Kelompok suporter Persib Bandung, Viking Cyber, menyarankan pendukung Persija Jakarta, The Jakmania, agar tidak menyambangi Kota Kembang saat kedua tim saling bentrok dalam derbi Indonesia pada 2 Oktober.

Pertemuan dua kelompok suporter ini kerap diwarnai bentrokan akibat rivalitas yang sudah berlangsung sejak lama. Bahkan pertemuan dua kelompok suporter ini beberapa kali mengakibatkan jatuhnya korban jiwa.

Sebelumnya, operator kompetisi PT Liga Indonesia Baru (LIB) mempersilakan The Jakmania datang ke sana. Hanya saja, PT LIB menyerahkan keputusan akhir kepada panitia pelaksana (panpel) Persib mengenai boleh atau tidaknya The Jakmania hadir di Bandung, mengingat perlu pertimbangan matang.

Ketua Viking Cyber, Bernard, memberikan apresiasi terhadap kebijakan PT LIB. Namun, sebaiknya perizinan agar The Jakmania bisa memberikan dukungan di Bandung dapat ditangguhkan.

“Sangat mengapresiasi sekali, karena itu sebuah sinyal Viking dan Jakmania harus damai. Karena rivalitas ini sudah cukup panjang, jadi belum saatnya Jakmania untuk datang ke Bandung 2 Oktober nanti. Harus melalui mekanisme yang serius baik dari Viking maupun pihak Jakmania,” tutur Bernard kepada jurnalis Goal Indonesia Anggi Riwanto.

Bernard menambahkan, konsolidasi dengan anggota Viking sudah dilakukan untuk melakukan perdamaian dengan The Jakmania.
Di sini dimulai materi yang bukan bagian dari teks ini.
use anyhow::Result;
use chromiumoxide::{Browser, BrowserConfig, Page};
use futures::StreamExt;
use tokio::time::sleep;
use tracing::{debug, error, info};

/// 启动无头浏览器并创建一个空白渲染页面
///
/// 生成流程独占这个页面作为离屏渲染表面，每个任务整体替换其内容
pub async fn launch_headless_browser(window_width: u32) -> Result<(Browser, Page)> {
    info!("🚀 启动无头浏览器...");

    let window_size_arg = format!("--window-size={},1200", window_width + 50);

    // 配置无头浏览器
    let config = BrowserConfig::builder()
        .new_headless_mode()
        .args(vec![
            "--disable-gpu",             // 无头模式下禁用 GPU
            "--no-sandbox",              // 禁用沙盒，防止权限问题导致的崩溃
            "--disable-dev-shm-usage",   // 防止共享内存不足
            "--hide-scrollbars",         // 截图中不能出现滚动条
            "--remote-debugging-port=0", // 让浏览器自动选择端口
            window_size_arg.as_str(),
        ])
        .build()
        .map_err(|e| {
            error!("配置无头浏览器失败: {}", e);
            anyhow::anyhow!("配置无头浏览器失败: {}", e)
        })?;

    // 启动浏览器
    let (browser, mut handler) = Browser::launch(config).await.map_err(|e| {
        error!("启动无头浏览器失败: {}", e);
        anyhow::anyhow!("启动无头浏览器失败: {}", e)
    })?;
    debug!("无头浏览器启动成功");

    // 在后台处理浏览器事件
    tokio::spawn(async move {
        while let Some(h) = handler.next().await {
            if h.is_err() {
                break;
            }
        }
    });

    // 添加短暂延迟以等待浏览器状态同步
    sleep(tokio::time::Duration::from_millis(300)).await;

    // 创建空白页面作为渲染表面
    let page = browser.new_page("about:blank").await.map_err(|e| {
        error!("创建渲染页面失败: {}", e);
        anyhow::anyhow!("创建渲染页面失败: {}", e)
    })?;

    info!("✅ 无头浏览器已就绪，渲染页面已创建");

    Ok((browser, page))
}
Menurut Bernard, sudah seharusnya suporter tiap klub memberikan dukungan positif tanpa harus ada bentrokan dan korban.

“Sudah [ada konsolidasi]. Namun ini belum saatnya Jakmania menyaksikan tim kebanggaannya main di Bandung,” ucap Bernard.

“Menurut kami, ini saatnya Viking dan Jakmania untuk damai. Walaupun pernah dilakukan beberapa tahun lalu di Bekasi, kali ini harus dilakukan dengan cara yang beda. Dengan sejarah rivalitas yang panjang mendamaikan Viking dan Jakmania tidak semudah membalikan telapak tangan.”

“[Tapi] Kami yakin hal ini bisa terwujud, sehingga ke depannya Jakmania bisa mendukung Persija di Bandung, begitupun kami bisa mendukung Persib di Jakarta.”

“Rivalitas itu hanya di dalam lapangan, harus tetap ada. Karena sepakbola tanpa rivalitas bagai sayur tanpa garam, enggak akan seru. Namun rivalitas harus diimbangi dengan akal sehat, jangan sampai berlarut, apalagi sampai memakan korban.”